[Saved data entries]
================

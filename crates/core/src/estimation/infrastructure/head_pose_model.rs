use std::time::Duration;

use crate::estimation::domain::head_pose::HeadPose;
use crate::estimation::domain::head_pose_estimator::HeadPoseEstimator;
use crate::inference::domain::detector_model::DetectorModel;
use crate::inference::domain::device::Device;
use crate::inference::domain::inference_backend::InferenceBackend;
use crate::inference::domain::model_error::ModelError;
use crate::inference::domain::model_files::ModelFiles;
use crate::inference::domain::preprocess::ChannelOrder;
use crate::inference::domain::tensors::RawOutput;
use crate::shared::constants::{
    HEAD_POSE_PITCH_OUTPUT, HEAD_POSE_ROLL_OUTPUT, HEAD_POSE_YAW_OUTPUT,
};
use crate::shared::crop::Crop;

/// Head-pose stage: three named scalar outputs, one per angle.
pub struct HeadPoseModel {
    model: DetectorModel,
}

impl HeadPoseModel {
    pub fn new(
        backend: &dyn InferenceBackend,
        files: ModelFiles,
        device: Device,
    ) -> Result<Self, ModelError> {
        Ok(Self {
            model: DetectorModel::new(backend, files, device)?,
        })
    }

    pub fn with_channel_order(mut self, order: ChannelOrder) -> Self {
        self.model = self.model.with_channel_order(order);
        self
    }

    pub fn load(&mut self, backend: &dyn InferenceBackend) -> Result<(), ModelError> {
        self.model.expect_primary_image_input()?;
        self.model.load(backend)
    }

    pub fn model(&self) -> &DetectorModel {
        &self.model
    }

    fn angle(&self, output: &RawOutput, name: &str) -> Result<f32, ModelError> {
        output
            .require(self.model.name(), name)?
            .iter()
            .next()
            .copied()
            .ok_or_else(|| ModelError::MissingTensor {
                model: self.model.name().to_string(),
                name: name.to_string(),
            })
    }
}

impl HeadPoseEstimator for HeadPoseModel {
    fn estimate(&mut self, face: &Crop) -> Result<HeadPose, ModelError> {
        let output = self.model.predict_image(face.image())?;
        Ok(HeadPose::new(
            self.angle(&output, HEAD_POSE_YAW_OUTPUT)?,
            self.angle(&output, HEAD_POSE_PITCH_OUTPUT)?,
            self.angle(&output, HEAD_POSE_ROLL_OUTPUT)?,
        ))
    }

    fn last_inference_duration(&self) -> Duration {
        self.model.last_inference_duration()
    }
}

================

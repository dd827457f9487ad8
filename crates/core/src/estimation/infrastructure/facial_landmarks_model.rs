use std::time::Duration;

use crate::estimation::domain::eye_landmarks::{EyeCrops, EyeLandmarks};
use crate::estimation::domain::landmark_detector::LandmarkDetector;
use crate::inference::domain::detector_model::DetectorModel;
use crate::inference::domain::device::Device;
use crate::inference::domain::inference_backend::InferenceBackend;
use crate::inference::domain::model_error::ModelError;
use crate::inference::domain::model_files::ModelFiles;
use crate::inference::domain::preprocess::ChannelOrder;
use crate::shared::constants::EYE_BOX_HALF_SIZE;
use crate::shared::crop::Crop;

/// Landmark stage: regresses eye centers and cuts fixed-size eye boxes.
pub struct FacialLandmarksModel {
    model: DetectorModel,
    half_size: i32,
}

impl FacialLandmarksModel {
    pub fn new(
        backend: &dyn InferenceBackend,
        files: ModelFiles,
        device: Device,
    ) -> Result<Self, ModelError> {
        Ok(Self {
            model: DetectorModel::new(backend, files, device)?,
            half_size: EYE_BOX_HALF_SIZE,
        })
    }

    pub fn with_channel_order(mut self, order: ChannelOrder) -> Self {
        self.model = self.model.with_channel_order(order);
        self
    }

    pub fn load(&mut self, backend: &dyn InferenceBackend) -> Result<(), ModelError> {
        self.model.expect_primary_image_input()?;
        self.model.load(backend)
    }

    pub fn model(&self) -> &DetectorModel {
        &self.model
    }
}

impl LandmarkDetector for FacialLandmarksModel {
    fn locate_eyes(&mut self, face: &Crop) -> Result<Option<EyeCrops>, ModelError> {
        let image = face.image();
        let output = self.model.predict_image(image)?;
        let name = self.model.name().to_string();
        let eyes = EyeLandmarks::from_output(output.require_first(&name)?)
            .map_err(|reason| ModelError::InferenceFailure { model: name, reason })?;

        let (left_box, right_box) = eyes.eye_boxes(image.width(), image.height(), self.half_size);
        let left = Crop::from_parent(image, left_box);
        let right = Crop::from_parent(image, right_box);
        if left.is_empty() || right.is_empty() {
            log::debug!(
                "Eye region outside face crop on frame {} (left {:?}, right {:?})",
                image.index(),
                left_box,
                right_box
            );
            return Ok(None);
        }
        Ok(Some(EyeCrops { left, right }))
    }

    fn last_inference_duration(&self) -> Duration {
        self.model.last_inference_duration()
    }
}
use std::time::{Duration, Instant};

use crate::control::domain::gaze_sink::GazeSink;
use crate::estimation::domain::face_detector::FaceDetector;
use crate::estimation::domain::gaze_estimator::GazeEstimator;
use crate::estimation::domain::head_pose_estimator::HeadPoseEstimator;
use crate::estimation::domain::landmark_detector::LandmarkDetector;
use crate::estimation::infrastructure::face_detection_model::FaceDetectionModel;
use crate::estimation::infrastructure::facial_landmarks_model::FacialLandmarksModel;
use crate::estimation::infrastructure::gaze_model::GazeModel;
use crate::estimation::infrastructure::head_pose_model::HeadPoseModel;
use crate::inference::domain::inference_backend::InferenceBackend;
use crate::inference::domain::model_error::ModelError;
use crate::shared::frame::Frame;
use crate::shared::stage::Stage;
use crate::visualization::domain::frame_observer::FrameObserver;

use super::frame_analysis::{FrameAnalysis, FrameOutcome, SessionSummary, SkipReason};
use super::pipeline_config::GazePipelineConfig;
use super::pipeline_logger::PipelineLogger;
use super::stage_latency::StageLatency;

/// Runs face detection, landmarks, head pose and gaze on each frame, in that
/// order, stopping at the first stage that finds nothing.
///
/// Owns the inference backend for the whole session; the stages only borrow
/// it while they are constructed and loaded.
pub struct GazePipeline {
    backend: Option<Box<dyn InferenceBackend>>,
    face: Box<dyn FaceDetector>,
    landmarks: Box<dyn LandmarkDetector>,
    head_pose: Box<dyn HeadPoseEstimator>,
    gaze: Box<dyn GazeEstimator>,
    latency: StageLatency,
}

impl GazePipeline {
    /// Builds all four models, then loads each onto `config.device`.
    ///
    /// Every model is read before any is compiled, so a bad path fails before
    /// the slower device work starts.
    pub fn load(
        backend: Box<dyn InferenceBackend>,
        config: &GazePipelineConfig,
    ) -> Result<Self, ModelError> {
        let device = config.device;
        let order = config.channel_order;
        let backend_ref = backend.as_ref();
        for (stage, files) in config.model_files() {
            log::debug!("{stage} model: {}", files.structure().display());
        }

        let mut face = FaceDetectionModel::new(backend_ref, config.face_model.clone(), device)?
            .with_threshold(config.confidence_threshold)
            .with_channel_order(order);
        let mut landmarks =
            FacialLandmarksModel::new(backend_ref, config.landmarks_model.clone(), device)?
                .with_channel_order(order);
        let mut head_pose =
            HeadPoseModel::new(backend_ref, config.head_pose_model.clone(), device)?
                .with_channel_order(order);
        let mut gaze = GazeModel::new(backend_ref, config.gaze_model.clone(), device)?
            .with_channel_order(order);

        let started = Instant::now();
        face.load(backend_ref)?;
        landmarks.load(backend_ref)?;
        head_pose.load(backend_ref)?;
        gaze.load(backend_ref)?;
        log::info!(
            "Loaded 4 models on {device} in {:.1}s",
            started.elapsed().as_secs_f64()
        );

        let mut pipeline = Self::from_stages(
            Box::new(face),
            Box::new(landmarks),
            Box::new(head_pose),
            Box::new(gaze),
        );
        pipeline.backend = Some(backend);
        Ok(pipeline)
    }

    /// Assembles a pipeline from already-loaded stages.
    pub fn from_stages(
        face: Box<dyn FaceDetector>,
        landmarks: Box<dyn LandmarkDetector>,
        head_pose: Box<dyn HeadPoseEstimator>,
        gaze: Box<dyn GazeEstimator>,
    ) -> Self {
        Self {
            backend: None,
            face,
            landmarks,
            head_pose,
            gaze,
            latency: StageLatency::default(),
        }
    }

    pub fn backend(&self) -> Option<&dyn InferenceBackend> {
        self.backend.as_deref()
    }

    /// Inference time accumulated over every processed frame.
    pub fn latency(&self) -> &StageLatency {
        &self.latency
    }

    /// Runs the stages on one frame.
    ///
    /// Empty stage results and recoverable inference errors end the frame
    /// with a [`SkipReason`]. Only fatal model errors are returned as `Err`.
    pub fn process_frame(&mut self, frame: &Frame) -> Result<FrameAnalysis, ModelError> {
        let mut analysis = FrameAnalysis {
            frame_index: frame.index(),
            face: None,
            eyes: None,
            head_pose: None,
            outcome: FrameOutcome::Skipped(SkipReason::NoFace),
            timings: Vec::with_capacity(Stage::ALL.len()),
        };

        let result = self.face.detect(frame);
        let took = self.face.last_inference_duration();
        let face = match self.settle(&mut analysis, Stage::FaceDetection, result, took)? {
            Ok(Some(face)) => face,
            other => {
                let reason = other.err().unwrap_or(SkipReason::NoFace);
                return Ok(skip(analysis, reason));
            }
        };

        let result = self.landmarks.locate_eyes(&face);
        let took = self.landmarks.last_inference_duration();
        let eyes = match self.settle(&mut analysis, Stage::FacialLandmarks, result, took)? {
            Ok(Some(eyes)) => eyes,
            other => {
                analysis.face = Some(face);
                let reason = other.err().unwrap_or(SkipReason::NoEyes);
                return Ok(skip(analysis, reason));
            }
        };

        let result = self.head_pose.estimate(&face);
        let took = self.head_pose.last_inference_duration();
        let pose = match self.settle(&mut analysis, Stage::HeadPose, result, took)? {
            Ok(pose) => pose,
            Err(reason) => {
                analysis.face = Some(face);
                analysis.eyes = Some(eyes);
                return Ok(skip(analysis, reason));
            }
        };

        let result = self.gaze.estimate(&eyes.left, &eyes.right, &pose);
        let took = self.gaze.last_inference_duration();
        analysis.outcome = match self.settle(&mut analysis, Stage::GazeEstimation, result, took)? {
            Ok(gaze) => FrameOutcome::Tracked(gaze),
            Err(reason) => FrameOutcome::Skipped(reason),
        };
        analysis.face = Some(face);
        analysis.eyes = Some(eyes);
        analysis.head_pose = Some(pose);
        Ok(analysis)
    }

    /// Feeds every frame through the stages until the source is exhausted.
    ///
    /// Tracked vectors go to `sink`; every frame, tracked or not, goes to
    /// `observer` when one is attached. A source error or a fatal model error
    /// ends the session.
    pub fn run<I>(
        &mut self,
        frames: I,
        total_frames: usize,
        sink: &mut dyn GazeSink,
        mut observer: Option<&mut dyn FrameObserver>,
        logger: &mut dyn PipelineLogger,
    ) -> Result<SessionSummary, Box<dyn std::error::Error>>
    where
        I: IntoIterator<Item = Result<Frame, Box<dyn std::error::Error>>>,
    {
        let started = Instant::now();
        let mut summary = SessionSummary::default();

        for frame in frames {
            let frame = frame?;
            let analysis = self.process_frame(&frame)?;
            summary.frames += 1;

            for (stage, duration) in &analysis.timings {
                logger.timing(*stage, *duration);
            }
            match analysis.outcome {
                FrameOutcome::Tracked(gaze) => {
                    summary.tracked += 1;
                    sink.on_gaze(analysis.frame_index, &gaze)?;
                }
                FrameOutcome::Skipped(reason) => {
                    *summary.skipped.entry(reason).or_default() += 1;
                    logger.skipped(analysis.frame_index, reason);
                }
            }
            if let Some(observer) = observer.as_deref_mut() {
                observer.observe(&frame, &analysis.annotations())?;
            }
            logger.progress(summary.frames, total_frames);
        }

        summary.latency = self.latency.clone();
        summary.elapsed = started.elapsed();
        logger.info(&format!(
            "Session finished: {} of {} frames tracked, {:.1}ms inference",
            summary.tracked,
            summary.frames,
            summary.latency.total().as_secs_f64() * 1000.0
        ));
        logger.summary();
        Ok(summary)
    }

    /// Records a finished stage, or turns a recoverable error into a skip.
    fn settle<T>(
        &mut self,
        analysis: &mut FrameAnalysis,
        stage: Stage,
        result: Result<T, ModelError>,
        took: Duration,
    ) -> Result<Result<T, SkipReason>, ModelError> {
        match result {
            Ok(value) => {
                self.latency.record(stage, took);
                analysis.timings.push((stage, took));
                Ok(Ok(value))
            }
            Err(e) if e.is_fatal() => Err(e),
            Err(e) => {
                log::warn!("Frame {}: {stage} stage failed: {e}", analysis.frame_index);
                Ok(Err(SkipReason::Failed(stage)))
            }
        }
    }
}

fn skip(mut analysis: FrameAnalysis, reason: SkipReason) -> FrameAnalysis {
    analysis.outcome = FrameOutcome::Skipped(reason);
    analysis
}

================

[EXERCISE DIRECTIONS]:
Compute how many lines of the records above hold the string "recoverable". Give the number with no other output.

[COMPLETED TASK]:
2